*** Block opens ***

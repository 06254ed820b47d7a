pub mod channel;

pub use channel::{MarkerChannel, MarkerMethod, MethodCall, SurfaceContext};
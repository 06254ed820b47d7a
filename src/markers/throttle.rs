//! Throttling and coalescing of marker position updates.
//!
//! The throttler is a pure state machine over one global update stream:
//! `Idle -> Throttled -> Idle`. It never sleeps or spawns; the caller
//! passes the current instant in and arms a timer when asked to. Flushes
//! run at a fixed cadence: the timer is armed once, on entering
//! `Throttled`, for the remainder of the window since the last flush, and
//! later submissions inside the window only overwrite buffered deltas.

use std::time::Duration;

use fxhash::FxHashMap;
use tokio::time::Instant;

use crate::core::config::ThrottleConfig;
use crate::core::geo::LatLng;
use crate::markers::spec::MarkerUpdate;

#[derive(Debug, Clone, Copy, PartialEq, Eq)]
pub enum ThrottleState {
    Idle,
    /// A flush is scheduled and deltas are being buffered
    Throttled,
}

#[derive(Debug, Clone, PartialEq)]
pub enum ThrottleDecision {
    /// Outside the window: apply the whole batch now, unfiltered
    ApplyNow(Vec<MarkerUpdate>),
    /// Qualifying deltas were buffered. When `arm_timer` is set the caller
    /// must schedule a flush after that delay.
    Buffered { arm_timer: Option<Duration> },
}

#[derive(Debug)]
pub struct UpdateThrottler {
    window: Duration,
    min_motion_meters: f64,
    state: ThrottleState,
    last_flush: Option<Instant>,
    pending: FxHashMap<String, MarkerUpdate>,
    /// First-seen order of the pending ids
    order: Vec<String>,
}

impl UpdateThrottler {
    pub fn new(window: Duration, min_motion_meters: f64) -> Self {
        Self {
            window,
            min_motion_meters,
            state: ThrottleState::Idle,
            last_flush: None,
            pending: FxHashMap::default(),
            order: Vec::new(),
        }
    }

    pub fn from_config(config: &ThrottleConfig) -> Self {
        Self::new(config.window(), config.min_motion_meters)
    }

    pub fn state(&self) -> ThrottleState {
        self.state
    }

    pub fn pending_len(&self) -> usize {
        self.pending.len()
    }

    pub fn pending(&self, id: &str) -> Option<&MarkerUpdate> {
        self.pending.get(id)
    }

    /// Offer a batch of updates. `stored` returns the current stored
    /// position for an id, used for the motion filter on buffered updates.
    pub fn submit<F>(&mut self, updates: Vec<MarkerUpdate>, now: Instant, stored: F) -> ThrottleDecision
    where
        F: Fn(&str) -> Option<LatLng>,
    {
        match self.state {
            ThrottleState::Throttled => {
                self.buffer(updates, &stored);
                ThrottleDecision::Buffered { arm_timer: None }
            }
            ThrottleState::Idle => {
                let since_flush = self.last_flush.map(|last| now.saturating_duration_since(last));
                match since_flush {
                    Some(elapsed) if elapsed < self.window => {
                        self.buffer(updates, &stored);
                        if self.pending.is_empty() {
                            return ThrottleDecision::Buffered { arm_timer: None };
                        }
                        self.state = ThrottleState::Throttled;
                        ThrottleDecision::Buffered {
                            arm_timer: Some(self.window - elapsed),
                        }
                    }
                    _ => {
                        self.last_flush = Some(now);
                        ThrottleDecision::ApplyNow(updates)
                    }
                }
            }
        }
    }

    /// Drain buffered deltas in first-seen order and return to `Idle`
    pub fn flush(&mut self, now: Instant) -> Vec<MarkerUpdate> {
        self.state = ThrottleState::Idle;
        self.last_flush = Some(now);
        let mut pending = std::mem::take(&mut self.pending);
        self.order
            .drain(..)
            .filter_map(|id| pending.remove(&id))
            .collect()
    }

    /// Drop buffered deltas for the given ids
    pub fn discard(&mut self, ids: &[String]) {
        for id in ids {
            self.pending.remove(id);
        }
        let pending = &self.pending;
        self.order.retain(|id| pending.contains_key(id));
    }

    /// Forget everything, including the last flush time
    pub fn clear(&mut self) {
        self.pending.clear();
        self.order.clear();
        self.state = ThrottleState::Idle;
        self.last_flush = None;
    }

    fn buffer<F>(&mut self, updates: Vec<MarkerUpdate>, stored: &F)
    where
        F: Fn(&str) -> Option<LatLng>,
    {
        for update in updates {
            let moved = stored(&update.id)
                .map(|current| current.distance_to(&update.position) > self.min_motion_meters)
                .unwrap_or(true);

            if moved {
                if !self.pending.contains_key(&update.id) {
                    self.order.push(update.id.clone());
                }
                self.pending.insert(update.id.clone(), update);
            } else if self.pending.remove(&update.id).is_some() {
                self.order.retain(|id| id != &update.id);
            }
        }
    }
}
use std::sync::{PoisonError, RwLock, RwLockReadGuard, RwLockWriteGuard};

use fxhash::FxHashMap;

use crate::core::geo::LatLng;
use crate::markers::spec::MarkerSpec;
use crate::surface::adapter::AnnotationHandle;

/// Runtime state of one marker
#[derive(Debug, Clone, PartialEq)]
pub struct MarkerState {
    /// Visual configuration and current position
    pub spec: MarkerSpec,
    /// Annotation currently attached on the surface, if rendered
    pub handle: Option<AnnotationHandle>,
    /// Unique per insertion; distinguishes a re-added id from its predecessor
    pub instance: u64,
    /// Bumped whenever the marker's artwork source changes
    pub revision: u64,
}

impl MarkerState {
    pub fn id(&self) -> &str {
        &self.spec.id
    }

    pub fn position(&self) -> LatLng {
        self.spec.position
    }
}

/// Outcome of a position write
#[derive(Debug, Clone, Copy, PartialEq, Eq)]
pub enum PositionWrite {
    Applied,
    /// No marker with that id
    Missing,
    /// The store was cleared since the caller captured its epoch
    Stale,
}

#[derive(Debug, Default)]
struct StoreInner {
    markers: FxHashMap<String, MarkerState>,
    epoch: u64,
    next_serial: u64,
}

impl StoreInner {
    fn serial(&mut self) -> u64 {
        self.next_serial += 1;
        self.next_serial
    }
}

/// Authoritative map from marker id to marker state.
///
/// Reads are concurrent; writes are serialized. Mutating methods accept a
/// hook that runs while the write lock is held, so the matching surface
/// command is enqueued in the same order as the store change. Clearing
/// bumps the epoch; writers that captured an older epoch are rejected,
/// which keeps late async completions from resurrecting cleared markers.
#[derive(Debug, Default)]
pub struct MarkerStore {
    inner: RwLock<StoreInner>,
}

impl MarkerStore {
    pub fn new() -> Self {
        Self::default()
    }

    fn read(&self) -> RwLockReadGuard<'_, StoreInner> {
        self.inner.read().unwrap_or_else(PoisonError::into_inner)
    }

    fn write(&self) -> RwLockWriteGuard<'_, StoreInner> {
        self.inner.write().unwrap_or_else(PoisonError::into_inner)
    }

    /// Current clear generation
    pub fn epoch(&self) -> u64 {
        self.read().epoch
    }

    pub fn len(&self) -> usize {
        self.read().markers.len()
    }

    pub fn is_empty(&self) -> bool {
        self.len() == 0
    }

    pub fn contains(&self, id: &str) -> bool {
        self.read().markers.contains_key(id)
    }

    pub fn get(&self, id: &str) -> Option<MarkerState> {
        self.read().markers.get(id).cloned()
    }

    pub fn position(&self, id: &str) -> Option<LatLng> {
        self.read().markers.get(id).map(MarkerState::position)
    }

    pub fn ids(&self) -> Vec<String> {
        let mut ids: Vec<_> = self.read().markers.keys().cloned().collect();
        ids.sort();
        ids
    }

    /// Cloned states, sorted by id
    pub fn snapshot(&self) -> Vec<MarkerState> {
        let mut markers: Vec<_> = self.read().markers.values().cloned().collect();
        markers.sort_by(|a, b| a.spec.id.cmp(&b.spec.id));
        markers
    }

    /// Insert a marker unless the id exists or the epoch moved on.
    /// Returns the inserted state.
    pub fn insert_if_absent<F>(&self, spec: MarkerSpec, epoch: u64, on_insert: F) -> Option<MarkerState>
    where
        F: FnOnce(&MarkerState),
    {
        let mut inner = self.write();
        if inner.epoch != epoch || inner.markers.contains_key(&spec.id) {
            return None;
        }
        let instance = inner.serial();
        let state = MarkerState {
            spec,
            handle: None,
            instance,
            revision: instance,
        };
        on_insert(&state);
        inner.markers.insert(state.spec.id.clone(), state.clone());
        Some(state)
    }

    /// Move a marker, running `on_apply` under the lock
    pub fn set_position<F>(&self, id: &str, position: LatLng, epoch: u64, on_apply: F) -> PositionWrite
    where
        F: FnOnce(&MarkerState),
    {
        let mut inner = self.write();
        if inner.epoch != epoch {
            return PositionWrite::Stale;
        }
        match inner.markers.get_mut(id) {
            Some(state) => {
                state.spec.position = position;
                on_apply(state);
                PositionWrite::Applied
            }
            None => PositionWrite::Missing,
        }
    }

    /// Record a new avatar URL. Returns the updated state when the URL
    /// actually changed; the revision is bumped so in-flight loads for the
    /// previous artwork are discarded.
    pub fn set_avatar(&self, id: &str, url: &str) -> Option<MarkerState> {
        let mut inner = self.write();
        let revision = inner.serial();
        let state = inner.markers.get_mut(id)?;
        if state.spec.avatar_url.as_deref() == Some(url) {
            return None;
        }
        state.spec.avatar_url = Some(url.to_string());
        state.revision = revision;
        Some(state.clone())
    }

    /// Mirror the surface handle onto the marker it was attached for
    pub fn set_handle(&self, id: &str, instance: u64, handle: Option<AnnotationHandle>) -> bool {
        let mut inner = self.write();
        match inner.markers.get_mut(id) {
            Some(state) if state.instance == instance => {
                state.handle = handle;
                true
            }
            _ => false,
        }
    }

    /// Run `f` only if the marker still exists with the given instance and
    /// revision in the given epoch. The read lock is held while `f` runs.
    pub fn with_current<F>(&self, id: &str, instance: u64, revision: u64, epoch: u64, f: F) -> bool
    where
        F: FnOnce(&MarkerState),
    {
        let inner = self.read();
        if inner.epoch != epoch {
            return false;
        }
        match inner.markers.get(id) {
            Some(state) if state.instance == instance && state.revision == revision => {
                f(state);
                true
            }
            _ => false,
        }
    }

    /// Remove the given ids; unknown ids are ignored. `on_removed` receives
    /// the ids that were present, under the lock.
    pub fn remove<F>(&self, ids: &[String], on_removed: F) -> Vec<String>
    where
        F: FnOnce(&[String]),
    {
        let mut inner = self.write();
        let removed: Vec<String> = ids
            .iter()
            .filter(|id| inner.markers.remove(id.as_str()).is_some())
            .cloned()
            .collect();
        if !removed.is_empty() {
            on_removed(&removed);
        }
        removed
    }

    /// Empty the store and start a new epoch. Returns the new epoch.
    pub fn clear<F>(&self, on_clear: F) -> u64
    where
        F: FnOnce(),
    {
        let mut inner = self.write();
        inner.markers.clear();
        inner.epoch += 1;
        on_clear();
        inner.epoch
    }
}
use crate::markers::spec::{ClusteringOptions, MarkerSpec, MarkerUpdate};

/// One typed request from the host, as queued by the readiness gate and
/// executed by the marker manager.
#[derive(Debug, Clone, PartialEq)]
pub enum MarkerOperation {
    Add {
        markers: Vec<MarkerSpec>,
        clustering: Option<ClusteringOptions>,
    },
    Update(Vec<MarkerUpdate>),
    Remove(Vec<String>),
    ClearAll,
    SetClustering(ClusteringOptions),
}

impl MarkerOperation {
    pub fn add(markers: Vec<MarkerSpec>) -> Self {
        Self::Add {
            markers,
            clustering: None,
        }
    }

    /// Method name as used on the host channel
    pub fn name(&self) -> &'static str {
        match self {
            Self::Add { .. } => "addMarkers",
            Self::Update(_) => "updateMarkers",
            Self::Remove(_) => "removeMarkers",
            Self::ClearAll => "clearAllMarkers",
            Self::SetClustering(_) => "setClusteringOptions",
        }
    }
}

*** Block closes ***
*** Block opens ***

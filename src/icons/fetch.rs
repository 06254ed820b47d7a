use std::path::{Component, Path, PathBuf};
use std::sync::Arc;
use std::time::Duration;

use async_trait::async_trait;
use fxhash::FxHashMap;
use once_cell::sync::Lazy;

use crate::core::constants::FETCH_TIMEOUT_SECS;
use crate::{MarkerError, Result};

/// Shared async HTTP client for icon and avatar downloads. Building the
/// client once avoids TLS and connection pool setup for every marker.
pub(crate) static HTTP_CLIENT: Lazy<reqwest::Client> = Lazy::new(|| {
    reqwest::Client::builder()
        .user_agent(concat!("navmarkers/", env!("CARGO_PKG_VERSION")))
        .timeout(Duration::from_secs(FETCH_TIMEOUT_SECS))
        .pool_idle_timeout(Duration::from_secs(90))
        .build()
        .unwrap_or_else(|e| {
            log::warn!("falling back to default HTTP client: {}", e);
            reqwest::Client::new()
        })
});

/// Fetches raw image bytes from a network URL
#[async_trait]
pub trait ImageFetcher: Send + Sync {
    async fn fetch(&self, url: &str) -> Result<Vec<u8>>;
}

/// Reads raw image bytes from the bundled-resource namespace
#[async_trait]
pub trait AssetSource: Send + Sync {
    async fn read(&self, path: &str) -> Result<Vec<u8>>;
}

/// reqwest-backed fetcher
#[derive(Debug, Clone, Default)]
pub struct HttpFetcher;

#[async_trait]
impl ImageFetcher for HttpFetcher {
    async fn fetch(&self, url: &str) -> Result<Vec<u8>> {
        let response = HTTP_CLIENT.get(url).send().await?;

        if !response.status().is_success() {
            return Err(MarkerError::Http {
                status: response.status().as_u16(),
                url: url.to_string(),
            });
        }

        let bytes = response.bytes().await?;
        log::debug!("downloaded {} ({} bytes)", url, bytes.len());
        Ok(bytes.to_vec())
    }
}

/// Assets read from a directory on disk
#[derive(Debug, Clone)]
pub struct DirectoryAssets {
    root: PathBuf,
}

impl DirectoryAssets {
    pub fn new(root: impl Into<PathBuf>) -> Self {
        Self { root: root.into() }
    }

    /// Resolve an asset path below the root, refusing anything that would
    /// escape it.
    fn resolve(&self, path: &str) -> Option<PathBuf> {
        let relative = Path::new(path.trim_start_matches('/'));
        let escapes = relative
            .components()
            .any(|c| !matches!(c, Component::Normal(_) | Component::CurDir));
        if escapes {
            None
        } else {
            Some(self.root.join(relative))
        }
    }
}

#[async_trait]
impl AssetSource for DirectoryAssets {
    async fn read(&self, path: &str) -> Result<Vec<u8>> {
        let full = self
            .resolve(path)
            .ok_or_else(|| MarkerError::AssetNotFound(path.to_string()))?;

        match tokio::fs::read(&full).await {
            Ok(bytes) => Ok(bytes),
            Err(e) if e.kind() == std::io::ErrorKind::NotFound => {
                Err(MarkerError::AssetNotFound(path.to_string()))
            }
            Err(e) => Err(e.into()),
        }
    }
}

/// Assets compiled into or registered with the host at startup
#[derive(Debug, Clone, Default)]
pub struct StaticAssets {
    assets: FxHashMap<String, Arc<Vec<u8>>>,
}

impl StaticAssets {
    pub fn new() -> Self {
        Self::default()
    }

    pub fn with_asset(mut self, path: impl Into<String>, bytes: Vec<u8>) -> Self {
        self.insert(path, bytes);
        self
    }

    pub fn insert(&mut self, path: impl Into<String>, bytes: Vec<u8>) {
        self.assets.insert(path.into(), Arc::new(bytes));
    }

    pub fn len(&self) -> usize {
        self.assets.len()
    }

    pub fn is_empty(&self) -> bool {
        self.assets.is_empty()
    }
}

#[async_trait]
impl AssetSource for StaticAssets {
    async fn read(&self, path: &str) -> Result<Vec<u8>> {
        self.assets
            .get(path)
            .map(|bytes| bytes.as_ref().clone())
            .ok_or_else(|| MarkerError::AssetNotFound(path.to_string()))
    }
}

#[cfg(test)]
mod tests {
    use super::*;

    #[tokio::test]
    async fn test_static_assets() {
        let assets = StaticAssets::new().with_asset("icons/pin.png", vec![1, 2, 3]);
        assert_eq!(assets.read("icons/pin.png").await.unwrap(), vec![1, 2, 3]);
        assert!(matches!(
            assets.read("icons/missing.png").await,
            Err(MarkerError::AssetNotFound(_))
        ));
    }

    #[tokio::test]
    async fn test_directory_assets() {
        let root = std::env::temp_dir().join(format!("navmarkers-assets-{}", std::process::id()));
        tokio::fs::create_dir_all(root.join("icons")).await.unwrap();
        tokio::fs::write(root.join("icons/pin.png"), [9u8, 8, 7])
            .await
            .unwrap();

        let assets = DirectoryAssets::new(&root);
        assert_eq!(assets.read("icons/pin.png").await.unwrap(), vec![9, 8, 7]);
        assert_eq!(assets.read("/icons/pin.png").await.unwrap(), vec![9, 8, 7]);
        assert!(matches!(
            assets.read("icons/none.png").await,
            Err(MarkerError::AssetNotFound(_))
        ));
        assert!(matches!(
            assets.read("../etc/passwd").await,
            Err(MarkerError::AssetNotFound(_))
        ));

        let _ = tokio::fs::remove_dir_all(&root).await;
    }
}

*** Block closes ***
*** Block opens ***

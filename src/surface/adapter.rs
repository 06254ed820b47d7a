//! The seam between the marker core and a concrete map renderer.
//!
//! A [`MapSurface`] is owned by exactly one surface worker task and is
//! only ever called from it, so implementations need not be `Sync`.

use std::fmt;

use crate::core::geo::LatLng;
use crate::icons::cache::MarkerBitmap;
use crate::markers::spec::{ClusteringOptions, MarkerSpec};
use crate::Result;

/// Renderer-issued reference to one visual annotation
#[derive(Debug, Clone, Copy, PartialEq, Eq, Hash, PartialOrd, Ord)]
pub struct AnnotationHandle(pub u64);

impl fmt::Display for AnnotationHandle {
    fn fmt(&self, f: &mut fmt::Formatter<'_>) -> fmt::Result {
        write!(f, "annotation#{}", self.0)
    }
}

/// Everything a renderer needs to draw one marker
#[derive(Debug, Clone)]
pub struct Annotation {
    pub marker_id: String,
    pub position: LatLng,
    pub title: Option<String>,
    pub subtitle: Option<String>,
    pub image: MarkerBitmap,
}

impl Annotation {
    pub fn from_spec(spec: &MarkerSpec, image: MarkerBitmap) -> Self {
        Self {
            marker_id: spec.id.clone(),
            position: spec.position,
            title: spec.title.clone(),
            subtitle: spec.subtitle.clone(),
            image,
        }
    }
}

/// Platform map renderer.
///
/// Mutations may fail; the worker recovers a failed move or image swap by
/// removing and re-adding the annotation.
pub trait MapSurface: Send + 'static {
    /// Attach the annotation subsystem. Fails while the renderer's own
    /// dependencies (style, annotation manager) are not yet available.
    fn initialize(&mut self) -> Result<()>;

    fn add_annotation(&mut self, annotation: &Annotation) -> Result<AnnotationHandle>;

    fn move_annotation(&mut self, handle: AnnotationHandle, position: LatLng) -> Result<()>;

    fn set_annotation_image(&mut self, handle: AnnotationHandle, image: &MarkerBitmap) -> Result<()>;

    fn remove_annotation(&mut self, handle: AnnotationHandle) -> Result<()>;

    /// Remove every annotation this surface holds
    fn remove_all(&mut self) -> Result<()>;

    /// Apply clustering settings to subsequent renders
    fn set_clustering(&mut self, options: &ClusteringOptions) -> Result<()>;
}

*** Block closes ***

Task to complete:
What lines in the entries above include the string "cleared"? Return each one.

Answer box:
    /// The store was cleared since the caller captured its epoch
/// which keeps late async completions from resurrecting cleared markers.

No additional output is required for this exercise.